The Black Death is one of the most prevalent pandemics, thought to have originated in Asia and travelled across the continents through fleas on the back of rats. This peaked in the years 1347 -1351, this was documented to have wiped out nearly half the population of Europe. The plague created religious, social, and economic upheavals, with profound effects on the course of European history.
It is quite hard to find an image of people with the black death, as disease was rife during this time, and many times authors publish images of art work which doesn’t really show this disease, rather the people in the paintings suffering smallpox, leprosy or syphilis, so rather than fall down that trap, I will highlight that one of the plagues that fell out from the Black Death was the Bubonic Plague, which raised its head from the 14th century right through to the 19th century across the world – and still occasionally pops up – although now is completely treatable with antibiotics.
The most notable, for me, is the diaries of Samuel Pepys, who documented the plague in London during the 17th century right up to the Great Fire of London in 1666. The year prior Pepys has written about empty streets and people staying in their houses for 40 days with red crosses on their doors. At the time, the way the disease was spread was unknown. Many things were blamed from poor air quality to the animals that roamed the streets. It wasn’t understood that it was the fleas on the back of rats which transmitted it and living in squalor (as the streets were filthy) just encouraged the rats to the living quarters.
It was first mentioned in Pepys diary in 1663, noting an outbreak in Amsterdam and his fear that it would travel to England. By spring of 1665 his fears had become a reality…
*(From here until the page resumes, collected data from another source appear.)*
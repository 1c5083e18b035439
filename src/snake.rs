use log::debug;
use rand::seq::SliceRandom;
use rand::Rng;

use crate::body::BodyTracker;
use crate::direction::Direction;
use crate::grid::Grid;
use Cell::*;
use MoveResult::*;

#[derive(Copy, Clone, Debug, PartialEq, Eq)]
pub enum Cell {
    Empty,
    Head,
    Body,
    Food,
}

#[derive(Copy, Clone, Debug, PartialEq, Eq)]
pub enum BlockReason {
    OutOfBounds,
    Body,
}

#[derive(Clone, Debug, PartialEq, Eq)]
pub enum MoveResult {
    /// `old_tail` is the cell vacated this tick, `None` when the snake ate.
    /// `food` is where food respawned, if it had to.
    Moved { old_head: usize, new_head: usize, old_tail: Option<usize>, ate: bool, food: Option<usize> },
    Blocked(BlockReason),
}

/// What a blocked move does to the game.
#[derive(Copy, Clone, Debug, PartialEq, Eq)]
pub enum CollisionPolicy {
    /// The snake holds its position until it gets a direction it can take.
    Hold,
    /// The first blocked move ends the game.
    EndGame,
}

#[derive(Copy, Clone, Debug, PartialEq, Eq)]
pub enum Status {
    Running,
    Crashed,
    /// Food was eaten and there is no empty cell left to respawn it into.
    Filled,
}

pub struct Board {
    grid: Grid<Cell>,
    body: BodyTracker,
    direction: Direction,
    food: Option<usize>,
    policy: CollisionPolicy,
    status: Status,
    initial_length: usize,
}

impl Board {
    /// Snake of `length` centred on the grid, heading right, with food
    /// somewhere random.
    pub fn new<R: Rng + ?Sized>(width: usize, height: usize, length: usize, policy: CollisionPolicy, rng: &mut R) -> Self {
        let mut board = Board::with_snake(width, height, (width / 2, height / 2), length, Direction::Right, policy);
        board.food = board.spawn_food(rng);
        board
    }

    /// Snake with its head at `head` and its body trailing straight behind it.
    /// The body is cut short where it would leave the grid. No food is placed.
    pub fn with_snake(
        width: usize,
        height: usize,
        head: (usize, usize),
        length: usize,
        direction: Direction,
        policy: CollisionPolicy,
    ) -> Self {
        let mut grid = Grid::new(width, height, Empty);
        let head_idx = grid.index_of(head.0, head.1);

        let mut cells = vec![head_idx];
        while cells.len() < length {
            let last = cells[cells.len() - 1];
            match grid.step(last, direction.opposite()) {
                Some(idx) => cells.push(idx),
                None => break,
            }
        }
        cells.reverse();

        let mut body = BodyTracker::new(grid.len(), cells[0]);
        grid.set_at(cells[0], Body);
        for &idx in &cells[1..] {
            body.advance(idx);
            body.grow();
            grid.set_at(idx, Body);
        }
        grid.set_at(head_idx, Head);

        Board { grid, body, direction, food: None, policy, status: Status::Running, initial_length: cells.len() }
    }

    pub fn grid(&self) -> &Grid<Cell> {
        &self.grid
    }

    pub fn grid_mut(&mut self) -> &mut Grid<Cell> {
        &mut self.grid
    }

    pub fn body(&self) -> &BodyTracker {
        &self.body
    }

    pub fn direction(&self) -> Direction {
        self.direction
    }

    pub fn food(&self) -> Option<usize> {
        self.food
    }

    pub fn status(&self) -> Status {
        self.status
    }

    pub fn is_over(&self) -> bool {
        self.status != Status::Running
    }

    pub fn score(&self) -> usize {
        self.body.len() - self.initial_length
    }

    /// Turns the snake unless `new_direction` would reverse it.
    pub fn set_direction(&mut self, new_direction: Direction) -> bool {
        if new_direction.is_opposite(self.direction) {
            return false;
        }
        self.direction = new_direction;
        true
    }

    /// Moves food to `idx`. Only empty cells accept it.
    pub fn place_food(&mut self, idx: usize) -> bool {
        if self.grid.get_at(idx) != Empty {
            return false;
        }
        if let Some(old) = self.food.take() {
            self.grid.set_at(old, Empty);
        }
        self.grid.set_at(idx, Food);
        self.food = Some(idx);
        true
    }

    /// One simulation step. A blocked step leaves grid and body untouched.
    pub fn tick<R: Rng + ?Sized>(&mut self, requested: Option<Direction>, rng: &mut R) -> MoveResult {
        if let Some(dir) = requested {
            self.set_direction(dir);
        }

        let old_head = self.body.head_index();
        let new_head = match self.grid.step(old_head, self.direction) {
            Some(idx) => idx,
            None => return self.block(BlockReason::OutOfBounds),
        };

        let ate = match self.grid.get_at(new_head) {
            Body | Head => return self.block(BlockReason::Body),
            Food => true,
            Empty => false,
        };

        // Must be read before `advance`, while the length still describes the old body
        let old_tail = self.body.tail_index();

        self.grid.set_at(old_head, Body);
        self.body.advance(new_head);
        self.grid.set_at(new_head, Head);

        if ate {
            self.body.grow();
            self.food = self.spawn_food(rng);
            if self.food.is_none() {
                self.status = Status::Filled;
            }
            Moved { old_head, new_head, old_tail: None, ate, food: self.food }
        } else {
            self.grid.set_at(old_tail, Empty);
            Moved { old_head, new_head, old_tail: Some(old_tail), ate, food: None }
        }
    }

    fn block(&mut self, reason: BlockReason) -> MoveResult {
        debug!("snake blocked ({:?}) heading {:?}", reason, self.direction);
        if self.policy == CollisionPolicy::EndGame {
            self.status = Status::Crashed;
        }
        Blocked(reason)
    }

    fn spawn_food<R: Rng + ?Sized>(&mut self, rng: &mut R) -> Option<usize> {
        let choices = self.grid.indices_of(Empty);
        let res = choices.choose(rng).copied();

        if let Some(idx) = res {
            self.grid.set_at(idx, Food);
            debug!("food spawned at {:?}", self.grid.coords_of(idx));
        }
        res
    }
}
‘nobody but poor wretches in the streets’, ‘no boats upon the River’, ‘fires burning in the street’ to cleanse the air and ‘little noise heard day or night but tolling of bells’
It is well theorised that the Great Fire of London stopped the plague, but we all know images from this time of the plague doctors with their intimidating beaks filled with herbs, thought to stop something that was airborne.
This article is not to bring all doom and gloom, but rather to point out that we as a species can survive. We have faced pandemics in the past and come through, we have learned each time, and this will be no different. The diaries and artwork of today’s coronavirus will be much like Pepys diary in years to come.
Remember to show thanks to the frontline workers in your life, and remain creative during this time, as it is that which will help future generations to deal with the next pandemic.
To end on a lighter note, around the world, landmarks have been lit up to raise the moral and bring hope. From Christ the Redeemer in Rio to the Matterhorn in Switzerland, images have been projected onto the iconic places.
Please remember to follow your governments guidance and this time, and stay strong.